(co-authored with Amy Cohen, Ohio State University)
Abstract
This paper analyzes debates over legal rules and regulatory policies governing foreign direct investment (FDI) and multinational entry into retail food supply chains in India. It argues that political and economic elites deploy competing conceptions of ‘technology’ in order to rationalize and justify new regulations allowing greater participation of multinational firms such as Wal-Mart in Indian food markets. Proponents argue that foreign firms will bring sophisticated supply chain management technologies that will rationalize and modernize the retail food sector thus generating broad based consumer welfare benefits by delivering higher quality foods at lower prices. However, the paper suggests that this deployment of ‘technology’ is less about improving the technical ‘efficiency’ of India’s largely informal retail food supply chains and more about radically reorganizing the sector by replacing historically delegitimized ‘traditional’ small-scale Indian traders and middle-men with ‘modern’ large scale foreign and domestic capital in an increasingly liberal Indian political economy. Thus we argue that the stakes are less about simply adopting new sets of supply chain management techniques but rather the fundamental reorganization of commodity markets and relations of exchange by establishing new moral hierarchies of market participants. Not only does this reflect the well-established view that ‘states construct markets’ in the literature on the sociology of markets, it further suggests that the success of the liberal state-building project depends on the creation markets that can be governed through the formal rules of property and contract. The paper draws on extensive field research in India to offer a fresh perspective on the sociology and politics of market construction.
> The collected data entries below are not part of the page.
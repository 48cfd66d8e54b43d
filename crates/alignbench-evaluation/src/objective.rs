// Copyright 2025 Neuraville Inc.
// SPDX-License-Identifier: Apache-2.0

/*!
# Objective Evaluator

Drives one evaluation pass for one target subject:

1. **set_data**: store the alignment table, projected table, mask and loader
2. **partition**: source subjects = alignment-table subjects minus the target
3. **build_request**: vectorize alignment volumes into an [`AlignmentRequest`]
4. **fit_estimators** (or an external `AlignmentSolver::fit`): get an [`EstimatorBundle`]
5. **compute**: project held-out volumes, run leave-one-subject-out decoding,
   aggregate into [`Metrics`]

Stages only move forward. Any error moves the evaluator to
[`EvaluationStage::Failed`], after which every operation is rejected and no
metric can be read.
*/

use crate::cross_validation::FoldRunner;
use crate::decoder::DecoderSpec;
use crate::design::DesignMatrix;
use crate::metrics::{voxelwise_correlation, DecodingScore, Metrics};
use alignbench_config::BenchmarkConfig;
use alignbench_solvers::{AlignmentRequest, AlignmentSolver, EstimatorBundle, OutputSpace};
use alignbench_structures::{
    AlignBenchError, AlignBenchResult, AlignmentTable, DataProvider, Label, Mask, ProjectedTable,
    Subject, VolumeLoader,
};
use ndarray::{concatenate, Array2, ArrayView2, Axis};
use serde::{Deserialize, Serialize};
use std::fmt;
use std::sync::Arc;
use std::time::Instant;
use tracing::{debug, info, warn};

/// Evaluation stage tracking
#[derive(Debug, Clone, Copy, PartialEq, Eq, Serialize, Deserialize)]
pub enum EvaluationStage {
    /// Nothing loaded yet
    Created,
    /// Tables and mask stored
    DataLoaded,
    /// Source subjects chosen for the target
    Partitioned,
    /// Estimators fitted through this evaluator
    EstimatorsFit,
    /// Held-out volumes projected through the estimators
    FeaturesProjected,
    /// Every fold scored
    CrossValidated,
    /// Metrics available
    Aggregated,
    /// A transition failed; terminal
    Failed,
}

impl fmt::Display for EvaluationStage {
    fn fmt(&self, f: &mut fmt::Formatter<'_>) -> fmt::Result {
        fmt::Debug::fmt(self, f)
    }
}

/// Knobs of the compute step
#[derive(Debug, Clone, PartialEq, Serialize, Deserialize)]
pub struct EvaluationOptions {
    /// Worker threads for the fold loop
    pub workers: usize,
    pub decoder: DecoderSpec,
    /// Also decode unaligned features for comparison
    pub compute_baseline: bool,
    /// Correlate aligned source training data with the target (target-space estimators only)
    pub compute_alignment_correlation: bool,
}

impl Default for EvaluationOptions {
    fn default() -> Self {
        EvaluationOptions {
            workers: 1,
            decoder: DecoderSpec::default(),
            compute_baseline: true,
            compute_alignment_correlation: true,
        }
    }
}

impl EvaluationOptions {
    /// Map the `[evaluation]` and `[decoder]` sections
    pub fn from_config(config: &BenchmarkConfig) -> AlignBenchResult<Self> {
        Ok(EvaluationOptions {
            workers: config.evaluation.workers,
            decoder: DecoderSpec::from_config(&config.evaluation.decoder, &config.decoder)?,
            compute_baseline: config.evaluation.compute_baseline,
            compute_alignment_correlation: config.evaluation.compute_alignment_correlation,
        })
    }
}

struct LoadedData {
    alignment: AlignmentTable,
    projected: ProjectedTable,
    mask: Arc<dyn Mask>,
    loader: Arc<dyn VolumeLoader>,
}

struct Partition {
    target: Subject,
    sources: Vec<Subject>,
}

/// Raw and aligned rows of the projected table, source subjects only
struct Projection {
    raw: DesignMatrix,
    aligned: DesignMatrix,
}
This paper is co-authored with Amy Cohen (Ohio State University). It has been presented at the American Sociological Association (ASA) Annual Meeting (Economic Sociology Roundtable), August 2014; the Society for the Advancement of Socio-Economics (SASE) Annual Meeting, July 2014; Harvard Law School IGLP Conference on Corporate Power, June 2014; and the Law and Society Association Annual Meeting May 2014. It is currently under review.
A second paper entitled “From Rights as Juridical Claims to Supply Chain Logistics: Some Notes on the Right to Food and Food Retail Liberalization in India” has been prepared for publication in The Future of Economic and Social Rights (edited by Katharine G. Young, Cambridge University Press, forthcoming)”. A draft of that paper is available on SSRN.